For Honor Beta impressions: A new approach to competitive online play
Only individuals can succeed as a team
For Honor had its closed beta this past weekend in anticipation of its upcoming release in several weeks. We had a chance to test out three of the multiplayer modes in 1v1, 2v2 and 4v4 and check out first hand how the sword fighting techniques were progressing. Technically speaking, For Honor went off without a hitch. A majority of the issues in the game were caused by other players and not the game's setup.

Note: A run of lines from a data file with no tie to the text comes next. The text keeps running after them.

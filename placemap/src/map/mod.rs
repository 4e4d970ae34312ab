//! The [`Map`] itself: viewport, base layers and overlay layers.

use crate::control::BaseLayerSwitcher;
use crate::feature::FeatureCollection;
use crate::layer::{ClusterLayer, MarkerLayer};
use crate::popup::PopupOptions;
use crate::view::MapView;

mod builder;
mod layer_collection;

pub use builder::MapBuilder;
pub use layer_collection::LayerCollection;

/// Map specifies the viewport, the set of selectable base layers and the
/// overlay layers to be shown.
///
/// Use [`MapBuilder`] to construct a map.
pub struct Map {
    view: MapView,
    base_layers: BaseLayerSwitcher,
    layers: LayerCollection,
    popup_options: PopupOptions,
}

impl std::fmt::Debug for Map {
    fn fmt(&self, f: &mut std::fmt::Formatter<'_>) -> std::fmt::Result {
        f.debug_struct("Map")
            .field("view", &self.view)
            .field("base_layers", &self.base_layers)
            .field("layers", &self.layers.len())
            .field("popup_options", &self.popup_options)
            .finish()
    }
}

impl Map {
    pub(crate) fn new(
        view: MapView,
        base_layers: BaseLayerSwitcher,
        popup_options: PopupOptions,
    ) -> Self {
        Self {
            view,
            base_layers,
            layers: LayerCollection::default(),
            popup_options,
        }
    }

    /// Current view of the map.
    pub fn view(&self) -> &MapView {
        &self.view
    }

    /// Changes the view of the map to the given one.
    ///
    /// The overlay layers are prepared for the new view, so for example the
    /// marker clusters are regrouped for the new zoom level.
    pub fn set_view(&mut self, view: MapView) {
        self.view = view;
        for layer in self.layers.iter() {
            layer.prepare(&self.view);
        }
    }

    /// The base layer registry of the map.
    pub fn base_layers(&self) -> &BaseLayerSwitcher {
        &self.base_layers
    }

    /// Returns a mutable reference to the base layer registry, for switching
    /// the active layer.
    pub fn base_layers_mut(&mut self) -> &mut BaseLayerSwitcher {
        &mut self.base_layers
    }

    /// Returns the list of the map's overlay layers.
    pub fn layers(&self) -> &LayerCollection {
        &self.layers
    }

    /// Returns a mutable reference to the list of the map's overlay layers.
    pub fn layers_mut(&mut self) -> &mut LayerCollection {
        &mut self.layers
    }

    /// Popup rendering options of the map.
    pub fn popup_options(&self) -> &PopupOptions {
        &self.popup_options
    }

    /// Shows the given feature collection on the map.
    ///
    /// One marker is created per feature at its coordinates with the popup
    /// content bound. With `clustering` the markers are grouped into a
    /// [`ClusterLayer`]; without it the [`MarkerLayer`] is added as is.
    /// Either way the features contribute exactly one layer, replacing the
    /// overlay layers shown before.
    pub fn set_features(&mut self, collection: &FeatureCollection, clustering: bool) {
        let markers = MarkerLayer::from_features(collection, &self.popup_options);
        log::debug!(
            "Composing {} markers, clustering: {clustering}",
            markers.len()
        );

        self.layers.clear();
        if clustering {
            self.layers.push(ClusterLayer::new(markers));
        } else {
            self.layers.push(markers);
        }

        for layer in self.layers.iter() {
            layer.prepare(&self.view);
        }
    }
}

#[cfg(test)]
mod tests {
    use placemap_types::latlon;

    use super::*;
    use crate::layer::TileLayer;

    fn test_collection() -> FeatureCollection {
        FeatureCollection::from_geojson_str(
            r#"{
                "type": "FeatureCollection",
                "features": [
                    {
                        "type": "Feature",
                        "key": "a",
                        "geometry": null,
                        "properties": { "name": "X", "coordinates": [50.0, 10.0] }
                    },
                    {
                        "type": "Feature",
                        "key": "b",
                        "geometry": null,
                        "properties": { "name": "Y", "coordinates": [50.001, 10.001] }
                    },
                    {
                        "type": "Feature",
                        "key": "c",
                        "geometry": null,
                        "properties": { "name": "Z", "coordinates": [-30.0, 140.0] }
                    }
                ]
            }"#,
        )
        .expect("invalid test data")
    }

    fn test_map() -> Map {
        MapBuilder::new()
            .with_center(latlon!(50.683889, 10.919444))
            .with_zoom(4)
            .with_base_layer("OpenStreetMap", TileLayer::osm())
            .with_base_layer("Imagery", TileLayer::esri_imagery())
            .build()
            .expect("invalid test configuration")
    }

    #[test]
    fn plain_mode_adds_marker_layer_directly() {
        let mut map = test_map();
        map.set_features(&test_collection(), false);

        assert_eq!(map.layers().len(), 1);
        let layer = map.layers()[0]
            .as_any()
            .downcast_ref::<MarkerLayer>()
            .expect("expected a marker layer");
        assert_eq!(layer.len(), 3);
    }

    #[test]
    fn clustering_mode_adds_single_cluster_layer() {
        let mut map = test_map();
        map.set_features(&test_collection(), true);

        assert_eq!(map.layers().len(), 1);
        let layer = map.layers()[0]
            .as_any()
            .downcast_ref::<ClusterLayer>()
            .expect("expected a cluster layer");

        // prepared for the map view on insertion
        assert_eq!(layer.clusters().len(), 2);
        assert_eq!(layer.markers().len(), 3);
    }

    #[test]
    fn set_features_replaces_previous_overlays() {
        let mut map = test_map();
        map.set_features(&test_collection(), false);
        map.set_features(&test_collection(), true);

        assert_eq!(map.layers().len(), 1);
        assert!(map.layers()[0].as_any().is::<ClusterLayer>());
    }

    #[test]
    fn changing_view_regroups_clusters() {
        let mut map = test_map();
        map.set_features(&test_collection(), true);

        let view = map.view().with_zoom(18);
        map.set_view(view);

        let layer = map.layers()[0]
            .as_any()
            .downcast_ref::<ClusterLayer>()
            .expect("expected a cluster layer");
        assert_eq!(layer.clusters().len(), 3);
    }
}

You will need to practice in For Honor.
Most of us routinely skip over "the stupid tutorial", but you won't want to do that with this game. For Honor is one of the most technically advanced games to be released, at least from a controller perspective. Ubisoft has been touting For Honor as the first game to solve the sword fighting problem and they managed to achieve some great sword fighting gameplay. The execution in parrying and counter striking is pretty flawless but it does require practice. Otherwise, you'll pretty much just kill your self-esteem and get killed in less than 10 seconds. Balancing your stamina against blocking and dodging is key, and you'll want to pick an "easy" character to practice with first. It will help you get the mechanics down for use with other, more advanced "medium" and "hard" characters as well as survive against players who have already mastered them.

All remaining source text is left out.